Critics were split on Where the Wild Things Are, the Spike Jonze visualization of Maurice Sendak's classic children's book. We at SheKnows, are with the camp that adores this instant classic.
Where the Wild Things Are is a purely Jonze film, but could you think of any other filmmaker more adapt at capturing the nuances of childhood as Jonze has with his previous work capturing the immature in mature individuals?
Kathryn Bigelow directed what is by far the most suspenseful film of 2009 -- a battle that was not even close!
Going inside the Iraq War as no film previously had, The Hurt Locker pulled its audience in by beginning with the most basic of compelling storytelling techniques: the thrilling vision of a film scene where someone is diffusing a bomb.
Alfred Hitchcock once said that, and I'm paraphrasing a bit here, the most suspenseful of premises for a film is a ticking bomb while potential victims are discussing baseball with clear bliss of the situation unfolding before them. But, what if a film went inside the world of those charged with diffusing bombs in one of the world's most dangerous places?
Bigelow, working with a cast of largely-unknowns, took the filmmaking process and turned it on its head with her unapologetically glorious capturing of the mentality of those who see their patriotic duty involving performing activities that inherently more often than not result in disaster.
The Hurt Locker not only achieves a top 10 movie nod for 2009, but also serves as one of the most compelling and dramatic war films in recent memory.
Think you know Chanel? What about Coco Before Chanel?
Audrey Tautou is Gabrielle "Coco" Chanel and after witnessing the majesty of Coco Before Chanel, it will be impossible to ever see anyone else as the iconic fashion maven.
Both Crazy Heart and Moon achieve cinematic greatness with their lead male actor turning in the performance of a lifetime.
In Moon, Sam Rockwell is a man stranded on the Moon in the not-so-distant future. Soon, he realizes there is more than one of him and there is a real possibility that the character audiences begin the film with is not the "character" we have been introduced to through the first moments of film.
Only in the hands of an actor of Rockwell's skill, Moon works on so many levels and for that same reason, Crazy Heart hits a home run. Jeff Bridges stars in the role that will most likely earn him not only an Oscar nomination for Best Actor, but SheKnows is betting he takes the trophy. Maggie Gyllenhaal shines alongside Bridges as does the music of T-Bone Burnett that inhabits the soundtrack of a film about a musician that is having a career moment-- much as Bridges does as the actor portrays him.
SheKnows heads back to France for the second French cinema entry into our Top 10 films of 2009.
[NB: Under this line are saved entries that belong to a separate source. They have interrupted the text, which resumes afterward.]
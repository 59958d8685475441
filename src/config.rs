//! Project configuration
//!
//! The project file is JSON. It names the regions to process, the species of each
//! region, the side dictionary of common names and core-species flags, and the
//! NetCDF variable names the grids are stored under.

use crate::errors::{DisMapError, Result};
use serde::{Deserialize, Serialize};
use std::collections::{BTreeMap, HashSet};
use std::path::Path;

/// Name of the NetCDF variables holding each layer
#[derive(Debug, Clone, PartialEq, Eq, Serialize, Deserialize)]
#[serde(default)]
pub struct VariableNames {
    pub biomass: String,
    pub latitude: String,
    pub longitude: String,
    pub depth: String,
}

impl Default for VariableNames {
    fn default() -> Self {
        Self {
            biomass: "wtcpue".to_string(),
            latitude: "latitude".to_string(),
            longitude: "longitude".to_string(),
            depth: "depth".to_string(),
        }
    }
}

/// One survey region/season
#[derive(Debug, Clone, PartialEq, Eq, Serialize, Deserialize)]
pub struct RegionConfig {
    /// Directory name under the data directory, e.g. `GMEX_IDW`
    pub code: String,
    /// Human readable name, e.g. `Gulf of Mexico`
    #[serde(default)]
    pub name: String,
    /// Scientific names; discovered from the biomass folders when empty
    #[serde(default)]
    pub species: Vec<String>,
}

impl RegionConfig {
    /// The label written to the `Region` column
    pub fn display_name(&self) -> &str {
        if self.name.is_empty() {
            &self.code
        } else {
            &self.name
        }
    }
}

/// Entry of the species side dictionary
#[derive(Debug, Clone, Default, PartialEq, Eq, Serialize, Deserialize)]
pub struct SpeciesInfo {
    #[serde(default)]
    pub common_name: String,
    /// When absent the flag is derived from the years the species is observed in
    #[serde(default)]
    pub core_species: Option<bool>,
}

/// Complete project configuration
#[derive(Debug, Clone, PartialEq, Eq, Serialize, Deserialize)]
pub struct ProjectConfig {
    #[serde(default = "default_project")]
    pub project: String,
    #[serde(default = "default_auxiliary_file")]
    pub auxiliary_file: String,
    #[serde(default)]
    pub variables: VariableNames,
    pub regions: Vec<RegionConfig>,
    #[serde(default)]
    pub species: BTreeMap<String, SpeciesInfo>,
}

fn default_project() -> String {
    "DisMAP".to_string()
}

fn default_auxiliary_file() -> String {
    "auxiliary.nc".to_string()
}

impl ProjectConfig {
    /// Reads and validates a project file
    pub fn from_path(path: &Path) -> Result<Self> {
        let content = std::fs::read_to_string(path).map_err(|e| {
            DisMapError::Config(format!("cannot read {}: {}", path.display(), e))
        })?;
        Self::from_json(&content)
    }

    /// Parses and validates a project definition
    pub fn from_json(content: &str) -> Result<Self> {
        let config: ProjectConfig = serde_json::from_str(content)
            .map_err(|e| DisMapError::Config(format!("invalid project file: {}", e)))?;
        config.validate()?;
        Ok(config)
    }

    fn validate(&self) -> Result<()> {
        if self.regions.is_empty() {
            return Err(DisMapError::Config("no regions defined".to_string()));
        }

        let mut seen = HashSet::new();
        for region in &self.regions {
            if region.code.trim().is_empty() {
                return Err(DisMapError::Config("region with empty code".to_string()));
            }
            if !seen.insert(region.code.as_str()) {
                return Err(DisMapError::Config(format!(
                    "duplicate region code '{}'",
                    region.code
                )));
            }
        }

        Ok(())
    }

    /// Looks up a region by code
    pub fn region(&self, code: &str) -> Result<&RegionConfig> {
        self.regions
            .iter()
            .find(|r| r.code == code)
            .ok_or_else(|| DisMapError::RegionNotFound {
                region: code.to_string(),
            })
    }

    /// Regions to process, in configuration order.
    ///
    /// An empty filter selects every region. Unknown codes are an error.
    pub fn select_regions(&self, codes: &[String]) -> Result<Vec<&RegionConfig>> {
        if codes.is_empty() {
            return Ok(self.regions.iter().collect());
        }
        for code in codes {
            self.region(code)?;
        }
        Ok(self
            .regions
            .iter()
            .filter(|r| codes.iter().any(|c| c == &r.code))
            .collect())
    }

    pub fn species_info(&self, scientific_name: &str) -> Option<&SpeciesInfo> {
        self.species.get(scientific_name)
    }
}

/// Folder name of a species: the scientific name with spaces replaced by underscores
pub fn species_folder_name(scientific_name: &str) -> String {
    scientific_name.trim().replace(' ', "_")
}

/// Inverse of [`species_folder_name`]
pub fn scientific_name_from_folder(folder: &str) -> String {
    folder.replace('_', " ")
}
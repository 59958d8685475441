//! DisMAP indicators: biomass-weighted distribution statistics
//!
//! Computes, for every species and survey year of a region, where the species'
//! biomass sits along latitude, longitude and depth: the biomass-weighted center of
//! gravity, the 5th and 95th cumulative-biomass percentiles, the shift from the
//! first surveyed year and a standard error. Results form the "Indicators" table
//! published alongside the DisMAP distribution maps.
//!
//! ## Module Organization
//!
//! - [`config`]: JSON project file (regions, species dictionary, variable names)
//! - [`netcdf_io`]: Reading auxiliary and per-year biomass grids from NetCDF
//! - [`metadata`]: Region inventory inspection
//! - [`statistics`]: Weighted centroid, percentiles and grid masking
//! - [`indicators`]: Per-species and per-region computation, project runs
//! - [`table`]: Indicators table CSV, deduplication and run manifest
//! - [`parallel`]: Parallel processing configuration
//! - [`errors`]: Centralized error handling
//!
//! ## Usage Example
//!
//! ```rust,no_run
//! use dismap_indicators::prelude::*;
//! use std::path::Path;
//!
//! let config = ProjectConfig::from_path(Path::new("project.json")).unwrap();
//! let manifest = run_project(
//!     &config,
//!     Path::new("data"),
//!     Path::new("indicators.csv"),
//!     &RunOptions::default(),
//! )
//! .unwrap();
//! println!("{} rows", manifest.rows_written);
//! ```

pub mod cli;
pub mod config;
pub mod errors;
pub mod indicators;
pub mod metadata;
pub mod netcdf_io;
pub mod parallel;
pub mod statistics;
pub mod table;

pub use errors::{DisMapError, Result};

// High-level convenience API
pub mod prelude {
    //! Commonly used imports for convenience
    pub use crate::config::{ProjectConfig, RegionConfig, SpeciesInfo};
    pub use crate::errors::{DisMapError, Result};
    pub use crate::indicators::{compute_indicators, run_project, RunOptions, RunSummary};
    pub use crate::netcdf_io::AuxiliaryGrids;
    pub use crate::parallel::ParallelConfig;
    pub use crate::statistics::{AuxDimension, DimensionIndicators};
    pub use crate::table::{IndicatorRow, RunManifest};
}
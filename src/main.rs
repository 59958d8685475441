//! Entry point for the DisMAP indicators tool.
//! Handles CLI parsing, logging setup, and dispatches the inventory listing or the indicator run.

use clap::Parser;
use dismap_indicators::cli::Args;
use dismap_indicators::config::ProjectConfig;
use dismap_indicators::indicators::{run_project, RunOptions};
use dismap_indicators::metadata::{inventory_region, print_inventory};
use dismap_indicators::parallel::{get_parallel_info, ParallelConfig};
use env_logger::{Builder, Env};
use log::{debug, info};

fn main() -> Result<(), Box<dyn std::error::Error>> {
    let args = Args::parse();

    let default_filter = if args.verbose { "debug" } else { "info" };
    Builder::from_env(Env::default().default_filter_or(default_filter)).init();

    ParallelConfig::new(args.threads).setup_global_pool()?;
    let parallel = get_parallel_info();
    debug!(
        "Rayon threads: {}, CPU cores: {}",
        parallel.current_threads, parallel.available_cores
    );

    let config = ProjectConfig::from_path(&args.config)?;
    info!(
        "Loaded project '{}' with {} regions from {}",
        config.project,
        config.regions.len(),
        args.config.display()
    );

    if args.list_inventory {
        let inventories = config
            .select_regions(&args.regions)?
            .into_iter()
            .map(|region| inventory_region(&config, &args.data_dir, region))
            .collect::<Result<Vec<_>, _>>()?;
        print_inventory(&inventories);
        return Ok(());
    }

    let output = args
        .output
        .ok_or("--output is required unless --list-inventory is given")?;
    let options = RunOptions {
        regions: args.regions,
        continue_on_missing: args.continue_on_missing,
        append: args.append,
    };

    let manifest = run_project(&config, &args.data_dir, &output, &options)?;

    println!("✅ Saved {} rows to {}", manifest.rows_written, output.display());
    println!("   Regions completed: {}", manifest.regions_completed.join(", "));
    if let Some(region) = &manifest.halted_region {
        println!("   ⚠ Stopped at {}: no biomass folder", region);
    }

    Ok(())
}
Juliette Binoche delights in Summer Hours as the sister in a trio of siblings who gather after their mother has died and left the brothers and sisters the French country estate that forces children to come to terms with the death of a parent.
Powerful performances abound and Binoche shows why she was an Oscar winner for The English Patient while Summer Hours also illustrates why French cinema may be on the verge of
another global revolution courtesy of the work of that country's film community in 2009.